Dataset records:
=== Begin Enclosure ===

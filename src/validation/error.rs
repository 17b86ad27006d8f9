use thiserror::Error;

/// A single, client-facing validation failure. The engine stops at the first one.
#[derive(Debug, Clone, PartialEq, Eq, Error)]
pub enum ValidationError {
    #[error("Missing keys: {}", quote_keys(.0))]
    MissingKeys(Vec<String>),

    #[error("{0}")]
    Field(String),

    #[error("payload should be a json object")]
    NotAnObject,
}

impl ValidationError {
    /// Missing keys are always reported in alphabetical order
    pub fn missing_keys<I, S>(keys: I) -> Self
    where
        I: IntoIterator<Item = S>,
        S: Into<String>,
    {
        let mut keys: Vec<String> = keys.into_iter().map(Into::into).collect();
        keys.sort();
        ValidationError::MissingKeys(keys)
    }

    pub fn field(message: impl Into<String>) -> Self {
        ValidationError::Field(message.into())
    }

    pub fn message(&self) -> String {
        self.to_string()
    }
}

fn quote_keys(keys: &[String]) -> String {
    keys.iter()
        .map(|k| format!("'{}'", k))
        .collect::<Vec<_>>()
        .join(", ")
}

#[cfg(test)]
mod tests {
    use super::*;

    #[test]
    fn missing_keys_are_sorted_and_quoted() {
        let err = ValidationError::missing_keys(["lon", "data_type", "lat"]);
        assert_eq!(err.message(), "Missing keys: 'data_type', 'lat', 'lon'");
    }

    #[test]
    fn field_error_renders_message_verbatim() {
        let err = ValidationError::field("lat should be either int or float");
        assert_eq!(err.to_string(), "lat should be either int or float");
    }
}
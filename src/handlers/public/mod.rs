pub mod health;
pub mod root;

pub use health::get as health_get;
pub use root::get as root_get;
#![allow(dead_code)]

use std::sync::Arc;
use std::time::{Duration, Instant};

use anyhow::{Context, Result};
use reqwest::StatusCode;
use serde_json::{json, Value};

use kolejka::config::ApiConfig;
use kolejka::database::MemoryStore;
use kolejka::server::{app, AppState};

pub struct TestServer {
    pub port: u16,
    pub base_url: String,
    pub client: reqwest::Client,
}

impl TestServer {
    async fn spawn() -> Result<Self> {
        // Pick an unused port for isolation
        let port = portpicker::pick_unused_port().context("failed to pick free port")?;
        let base_url = format!("http://127.0.0.1:{}", port);

        let api = ApiConfig {
            port,
            enable_cors: false,
            enable_request_logging: false,
        };
        let router = app(AppState::new(Arc::new(MemoryStore::new())), &api);

        let listener = tokio::net::TcpListener::bind(("127.0.0.1", port))
            .await
            .context("failed to bind test listener")?;
        tokio::spawn(async move {
            let _ = axum::serve(listener, router).await;
        });

        Ok(Self {
            port,
            base_url,
            client: reqwest::Client::new(),
        })
    }

    async fn wait_ready(&self, timeout: Duration) -> Result<()> {
        let deadline = Instant::now() + timeout;
        loop {
            if Instant::now() > deadline {
                break;
            }
            if let Ok(resp) = self.client.get(self.url("/health")).send().await {
                if resp.status() == StatusCode::OK {
                    return Ok(());
                }
            }
            tokio::time::sleep(Duration::from_millis(50)).await;
        }
        anyhow::bail!("server did not become ready on {} within {:?}", self.base_url, timeout)
    }

    pub fn url(&self, path: &str) -> String {
        format!("{}{}", self.base_url, path)
    }

    pub async fn post_json(&self, path: &str, body: &Value) -> Result<(StatusCode, Value)> {
        let res = self.client.post(self.url(path)).json(body).send().await?;
        let status = res.status();
        Ok((status, res.json().await?))
    }

    pub async fn get_json(&self, path: &str) -> Result<(StatusCode, Value)> {
        let res = self.client.get(self.url(path)).send().await?;
        let status = res.status();
        Ok((status, res.json().await?))
    }

    pub async fn delete_json(&self, path: &str) -> Result<(StatusCode, Value)> {
        let res = self.client.delete(self.url(path)).send().await?;
        let status = res.status();
        Ok((status, res.json().await?))
    }

    /// Create a zone and return its serialized form
    pub async fn create_zone(&self, name: &str) -> Result<Value> {
        let (status, body) = self.post_json("/v1/zones", &zone_payload(name)).await?;
        assert_eq!(status, StatusCode::OK, "zone create failed: {}", body);
        Ok(body["data"].clone())
    }

    /// Ingest a tracking point and return its serialized form
    pub async fn track(&self, tracking_id: &str, zone_id: &str, data_type: &str, ts: i64) -> Result<Value> {
        let payload = tracking_payload(tracking_id, zone_id, data_type, ts);
        let (status, body) = self.post_json("/v1/tracking", &payload).await?;
        assert_eq!(status, StatusCode::OK, "tracking failed: {}", body);
        Ok(body["data"].clone())
    }
}

/// Fresh server backed by an empty in-memory store
pub async fn spawn_server() -> Result<TestServer> {
    let server = TestServer::spawn().await?;
    server.wait_ready(Duration::from_secs(5)).await?;
    Ok(server)
}

pub fn tracking_payload(tracking_id: &str, zone_id: &str, data_type: &str, ts: i64) -> Value {
    json!({
        "tracking_id": tracking_id,
        "zone_id": zone_id,
        "data_type": data_type,
        "tracking_timestamp": ts,
        "lat": 50.4501,
        "lon": 30.5234
    })
}

pub fn zone_payload(name: &str) -> Value {
    json!({
        "name": name,
        "description": "checkpoint near the bridge",
        "zone_type": "checkpoint",
        "lat": 10.5,
        "lon": 20,
        "radius": 3000
    })
}

pub fn assert_error(status: StatusCode, body: &Value, expected_status: StatusCode, message: &str) {
    assert_eq!(status, expected_status, "unexpected status, body: {}", body);
    assert_eq!(body, &json!({"status": "error", "data": message}));
}
use axum::extract::State;
use chrono::Utc;
use serde_json::{json, Value};

use crate::error::ApiError;
use crate::middleware::{ApiResponse, ApiResult};
use crate::server::AppState;

/// GET /health - store reachability
pub async fn get(State(state): State<AppState>) -> ApiResult<Value> {
    if let Err(e) = state.store.ping().await {
        tracing::error!("Store health check failed: {}", e);
        return Err(ApiError::service_unavailable("store unavailable"));
    }

    Ok(ApiResponse::success(json!({
        "store": "ok",
        "timestamp": Utc::now(),
    })))
}
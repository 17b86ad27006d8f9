use chrono::{DateTime, Utc};
use serde::{Deserialize, Serialize};
use serde_json::{Map, Value};
use uuid::Uuid;

use super::{now, timestamp, Entity};

#[derive(Debug, Clone, Copy, PartialEq, Eq, Serialize, Deserialize)]
#[serde(rename_all = "lowercase")]
pub enum DataType {
    Enter,
    Leave,
    Track,
}

impl DataType {
    pub fn as_str(&self) -> &'static str {
        match self {
            DataType::Enter => "enter",
            DataType::Leave => "leave",
            DataType::Track => "track",
        }
    }
}

/// Validated ingestion payload, before the server assigns identity
#[derive(Debug, Clone, Deserialize)]
pub struct NewTrackingPoint {
    pub tracking_id: String,
    pub zone_id: String,
    pub data_type: DataType,
    pub tracking_timestamp: i64,
    pub lat: f64,
    pub lon: f64,
}

impl NewTrackingPoint {
    pub fn from_validated(fields: Map<String, Value>) -> Result<Self, serde_json::Error> {
        serde_json::from_value(Value::Object(fields))
    }
}

/// One GPS observation. Never mutated once stored.
#[derive(Debug, Clone, PartialEq, Serialize, Deserialize)]
pub struct TrackingPoint {
    pub id: Uuid,
    pub tracking_id: String,
    pub zone_id: String,
    pub data_type: DataType,
    pub lat: f64,
    pub lon: f64,
    pub tracking_timestamp: i64,
    #[serde(with = "timestamp")]
    pub created_at: DateTime<Utc>,
}

impl TrackingPoint {
    pub fn create(new: NewTrackingPoint) -> Self {
        Self {
            id: Uuid::new_v4(),
            tracking_id: new.tracking_id,
            zone_id: new.zone_id,
            data_type: new.data_type,
            lat: new.lat,
            lon: new.lon,
            tracking_timestamp: new.tracking_timestamp,
            created_at: now(),
        }
    }
}

impl Entity for TrackingPoint {
    const COLLECTION: &'static str = "tracking";

    fn id(&self) -> Uuid {
        self.id
    }
}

=== End Enclosure ===

Task goal: Among the records above, repeat exactly the line with "pub async fn create_zone(&self, name: &str)", the line with "point and return its serialized form", and every line in between, and only those.

Exercise output:
    pub async fn create_zone(&self, name: &str) -> Result<Value> {
        let (status, body) = self.post_json("/v1/zones", &zone_payload(name)).await?;
        assert_eq!(status, StatusCode::OK, "zone create failed: {}", body);
        Ok(body["data"].clone())
    }

    /// Ingest a tracking point and return its serialized form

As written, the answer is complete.